» **Task directions**:
Where a line in the entries below contains the word "Serialize", count it. Return the total alone.

Top of Records provided

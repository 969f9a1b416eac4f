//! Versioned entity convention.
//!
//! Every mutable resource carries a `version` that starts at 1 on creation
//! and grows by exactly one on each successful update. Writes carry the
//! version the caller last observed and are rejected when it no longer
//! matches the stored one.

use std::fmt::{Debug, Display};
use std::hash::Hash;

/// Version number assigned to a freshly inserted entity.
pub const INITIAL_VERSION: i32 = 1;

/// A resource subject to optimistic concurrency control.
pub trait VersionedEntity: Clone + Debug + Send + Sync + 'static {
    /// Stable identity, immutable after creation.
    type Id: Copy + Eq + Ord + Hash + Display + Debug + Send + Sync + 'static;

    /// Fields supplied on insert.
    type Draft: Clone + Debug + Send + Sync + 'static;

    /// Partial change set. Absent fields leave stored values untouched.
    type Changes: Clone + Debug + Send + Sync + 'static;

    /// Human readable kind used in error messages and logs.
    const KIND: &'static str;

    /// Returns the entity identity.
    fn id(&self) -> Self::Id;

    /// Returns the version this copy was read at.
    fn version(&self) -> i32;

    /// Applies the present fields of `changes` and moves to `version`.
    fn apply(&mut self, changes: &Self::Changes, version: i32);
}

Bottom of Records provided
Top of Records provided

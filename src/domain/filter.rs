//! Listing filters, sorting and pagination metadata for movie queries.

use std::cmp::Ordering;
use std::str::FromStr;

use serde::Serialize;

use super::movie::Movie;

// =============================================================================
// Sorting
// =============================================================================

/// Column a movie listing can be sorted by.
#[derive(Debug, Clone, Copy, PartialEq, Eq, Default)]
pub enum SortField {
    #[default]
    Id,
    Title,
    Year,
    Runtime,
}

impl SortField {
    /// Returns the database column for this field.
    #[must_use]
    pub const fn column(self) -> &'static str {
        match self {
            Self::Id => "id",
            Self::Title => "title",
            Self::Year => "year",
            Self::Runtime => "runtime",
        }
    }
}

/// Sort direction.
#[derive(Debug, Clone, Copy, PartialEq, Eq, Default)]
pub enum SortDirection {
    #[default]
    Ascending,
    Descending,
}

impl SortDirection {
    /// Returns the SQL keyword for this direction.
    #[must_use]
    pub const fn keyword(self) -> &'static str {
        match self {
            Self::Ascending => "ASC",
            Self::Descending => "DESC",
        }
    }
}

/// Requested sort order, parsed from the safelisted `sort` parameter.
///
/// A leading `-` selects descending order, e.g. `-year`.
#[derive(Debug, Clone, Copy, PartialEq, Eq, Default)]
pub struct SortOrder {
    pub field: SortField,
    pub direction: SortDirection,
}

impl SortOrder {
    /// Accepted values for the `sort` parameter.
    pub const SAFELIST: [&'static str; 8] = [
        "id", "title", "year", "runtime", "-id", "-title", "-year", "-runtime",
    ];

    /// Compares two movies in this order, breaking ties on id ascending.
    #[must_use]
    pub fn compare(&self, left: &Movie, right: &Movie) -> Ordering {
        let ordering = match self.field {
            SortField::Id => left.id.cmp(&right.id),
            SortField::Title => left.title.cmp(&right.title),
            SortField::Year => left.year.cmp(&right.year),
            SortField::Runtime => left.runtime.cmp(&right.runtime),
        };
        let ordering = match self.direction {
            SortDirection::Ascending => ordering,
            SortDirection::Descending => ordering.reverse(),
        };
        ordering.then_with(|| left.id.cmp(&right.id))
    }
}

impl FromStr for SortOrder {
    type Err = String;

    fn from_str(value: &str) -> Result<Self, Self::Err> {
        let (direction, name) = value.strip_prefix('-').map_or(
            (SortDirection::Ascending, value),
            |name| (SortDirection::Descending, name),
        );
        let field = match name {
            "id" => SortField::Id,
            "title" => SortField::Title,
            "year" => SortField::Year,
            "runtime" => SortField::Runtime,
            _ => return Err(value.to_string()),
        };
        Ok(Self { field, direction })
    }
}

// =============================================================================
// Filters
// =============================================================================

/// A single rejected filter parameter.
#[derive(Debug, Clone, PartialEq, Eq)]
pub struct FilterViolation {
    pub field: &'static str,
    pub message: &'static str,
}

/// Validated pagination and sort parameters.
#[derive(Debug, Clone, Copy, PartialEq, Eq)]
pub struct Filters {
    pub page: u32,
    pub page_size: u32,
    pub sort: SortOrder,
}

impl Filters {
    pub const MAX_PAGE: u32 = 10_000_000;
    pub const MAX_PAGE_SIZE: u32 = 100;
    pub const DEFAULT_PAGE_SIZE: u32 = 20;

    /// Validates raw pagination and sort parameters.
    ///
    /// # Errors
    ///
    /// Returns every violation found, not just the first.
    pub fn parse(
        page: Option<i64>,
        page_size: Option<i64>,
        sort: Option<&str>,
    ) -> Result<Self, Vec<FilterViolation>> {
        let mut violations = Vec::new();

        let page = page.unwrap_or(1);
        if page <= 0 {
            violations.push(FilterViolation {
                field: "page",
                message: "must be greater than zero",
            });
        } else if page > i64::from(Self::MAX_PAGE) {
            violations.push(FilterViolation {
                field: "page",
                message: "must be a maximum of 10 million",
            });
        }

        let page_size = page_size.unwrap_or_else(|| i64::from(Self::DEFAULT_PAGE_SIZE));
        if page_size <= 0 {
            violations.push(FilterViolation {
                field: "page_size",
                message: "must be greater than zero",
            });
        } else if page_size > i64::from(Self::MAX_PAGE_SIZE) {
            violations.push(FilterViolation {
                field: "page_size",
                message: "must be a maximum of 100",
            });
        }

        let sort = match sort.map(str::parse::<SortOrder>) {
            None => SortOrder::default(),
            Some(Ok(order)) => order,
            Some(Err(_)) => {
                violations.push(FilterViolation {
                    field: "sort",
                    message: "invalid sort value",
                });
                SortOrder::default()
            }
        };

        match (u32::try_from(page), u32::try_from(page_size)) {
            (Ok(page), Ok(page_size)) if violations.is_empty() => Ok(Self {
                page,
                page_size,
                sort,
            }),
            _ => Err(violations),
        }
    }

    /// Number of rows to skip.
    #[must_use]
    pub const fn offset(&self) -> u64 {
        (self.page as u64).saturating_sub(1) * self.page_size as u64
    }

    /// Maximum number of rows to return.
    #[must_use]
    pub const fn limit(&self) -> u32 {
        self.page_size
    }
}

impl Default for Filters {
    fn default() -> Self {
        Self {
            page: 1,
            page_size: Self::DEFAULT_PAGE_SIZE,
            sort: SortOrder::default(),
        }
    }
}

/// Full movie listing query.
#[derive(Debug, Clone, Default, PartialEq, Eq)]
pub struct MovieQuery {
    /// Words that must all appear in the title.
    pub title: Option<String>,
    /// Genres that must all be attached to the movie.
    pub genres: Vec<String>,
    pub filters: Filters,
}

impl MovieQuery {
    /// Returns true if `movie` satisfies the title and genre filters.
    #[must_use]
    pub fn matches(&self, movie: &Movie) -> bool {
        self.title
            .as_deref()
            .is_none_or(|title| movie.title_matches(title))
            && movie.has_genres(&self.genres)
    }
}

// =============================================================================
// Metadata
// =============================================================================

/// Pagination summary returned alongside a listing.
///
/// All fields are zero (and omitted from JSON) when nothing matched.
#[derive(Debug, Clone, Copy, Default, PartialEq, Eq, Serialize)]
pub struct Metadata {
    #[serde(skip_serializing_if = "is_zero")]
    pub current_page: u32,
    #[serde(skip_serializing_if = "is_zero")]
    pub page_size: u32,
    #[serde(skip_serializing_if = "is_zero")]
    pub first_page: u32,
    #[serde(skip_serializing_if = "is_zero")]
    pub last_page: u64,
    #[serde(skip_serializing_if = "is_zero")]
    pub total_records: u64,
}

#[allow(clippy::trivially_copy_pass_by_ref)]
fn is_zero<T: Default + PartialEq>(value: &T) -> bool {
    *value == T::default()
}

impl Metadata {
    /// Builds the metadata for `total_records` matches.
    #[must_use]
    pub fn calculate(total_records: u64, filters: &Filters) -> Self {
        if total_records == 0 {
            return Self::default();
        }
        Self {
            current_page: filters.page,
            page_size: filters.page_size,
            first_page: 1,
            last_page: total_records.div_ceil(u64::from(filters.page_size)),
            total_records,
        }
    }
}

Bottom of Records provided

» **Exercise output**:
2